On Nov. 11, we also gave thanks to the veterans that fought in the sand and deserts of Kuwait, Afghanistan and Iraq. On every other day, I hope we give thanks to the active uniformed servicemen and women that are serving in harm’s way. No matter how complex the mission, or how difficult the task and terrain, our uniformed service members and military families have continually answered our nation’s call.
But we as a nation have let one group of veterans down. From the early 1950’s to the mid-1960’s, we were fighting a very real Cold War. The domino theory — the idea that a communist victory in one nation would lead to a chain reaction of such victories in neighboring countries — was fact. From the White House and Pentagon down to our family dinner tables, domino theory shaped foreign policy and national opinion. All of America felt that we were the Bulwark of Freedom, and that the U.S. was obligated to take a stand against communism.
And in 1965 we did — in Vietnam. Fifty years after the beginning and 40 years after the ending of that war, many Americans fail to move beyond lingering disagreement of the policies that led to that war and the complex issues that escalated and ended it. Back then, many of us never really properly thanked and welcomed home the thousands of men and women who answered our nation’s call to put their lives on the line in the humid jungles, rivers and fire bases of that divided country.

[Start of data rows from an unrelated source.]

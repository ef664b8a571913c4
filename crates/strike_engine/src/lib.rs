//! # Strike Engine
//!
//! Runtime core for a 2D arcade shooter, written in Rust.
//!
//! ## Features
//!
//! - **ECS Architecture**: Entities as loose component records with
//!   generation-checked handles
//! - **Fixed System Pipeline**: Deterministic per-frame update order
//! - **Arcade Physics**: AABB collision with sub-stepped rollback and
//!   elastic momentum exchange
//! - **Targeting State Machine**: Lockon accumulation, fire queues, and
//!   weapon swapping
//! - **Pluggable Backends**: Rendering, particles, and audio behind traits
//!
//! ## Quick Start
//!
//! ```rust,no_run
//! use strike_engine::prelude::*;
//!
//! fn main() {
//!     strike_engine::foundation::logging::init();
//!
//!     let mut session = Session::new(SessionConfig::default());
//!     let ship = session.world.spawn(Vec2::new(600.0, 400.0), EntityTag::Ship);
//!     session.world.attach(ship, Payload::Body(Body::new(10.0)));
//!
//!     // Driver loop: feed elapsed seconds each frame.
//!     session.tick(1.0 / 60.0);
//!     session.shutdown();
//! }
//! ```

#![warn(missing_docs)]
#![warn(clippy::all, clippy::pedantic, clippy::nursery)]
#![allow(clippy::module_name_repetitions, clippy::similar_names, clippy::too_many_arguments)]

pub mod foundation;
pub mod ecs;
pub mod input;
pub mod render;
pub mod particles;
pub mod audio;
pub mod config;

mod session;

pub use session::Session;

/// Common imports for engine users
pub mod prelude {
    pub use crate::{
        Session,
        config::{CollisionConfig, Config, ConfigError, LevelConfig, SessionConfig},
        ecs::{
            components::{
                Behavior, Body, Collider, Health, KeyboardListener, MouseListener, Propulsion,
                Steering, TeamMask, Timer,
            },
            systems::{FireHook, Targeting, Weapon, WeaponState},
            CollisionHook, ComponentKey, ComponentKind, Entity, EntityHook, EntityId, EntityTag,
            KeyHook, Payload, Pipeline, System, Team, World,
        },
        foundation::math::{Rect, Vec2},
        input::{InputQueue, KeyCode},
        render::{AnimationMode, NullRenderer, RenderBackend, RenderableId},
        particles::{NullParticles, ParticleBackend},
        audio::{AudioBackend, NullAudio},
    };
}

Today, we all have family members, friends or acquaintances that served in Vietnam. It is never too late for us to undo the disservice done to many veterans who returned home and were disdained or ignored 40 years ago. Now is the time to thank a Vietnam veteran for their service. Now is the time to listen to their story.
Sound Publishing recognizes and thanks all our uniformed service members, veterans and military families. During the 50th and 40th anniversary of the Vietnam war, we give special recognition, thanks and honor to our Vietnam veterans and their families.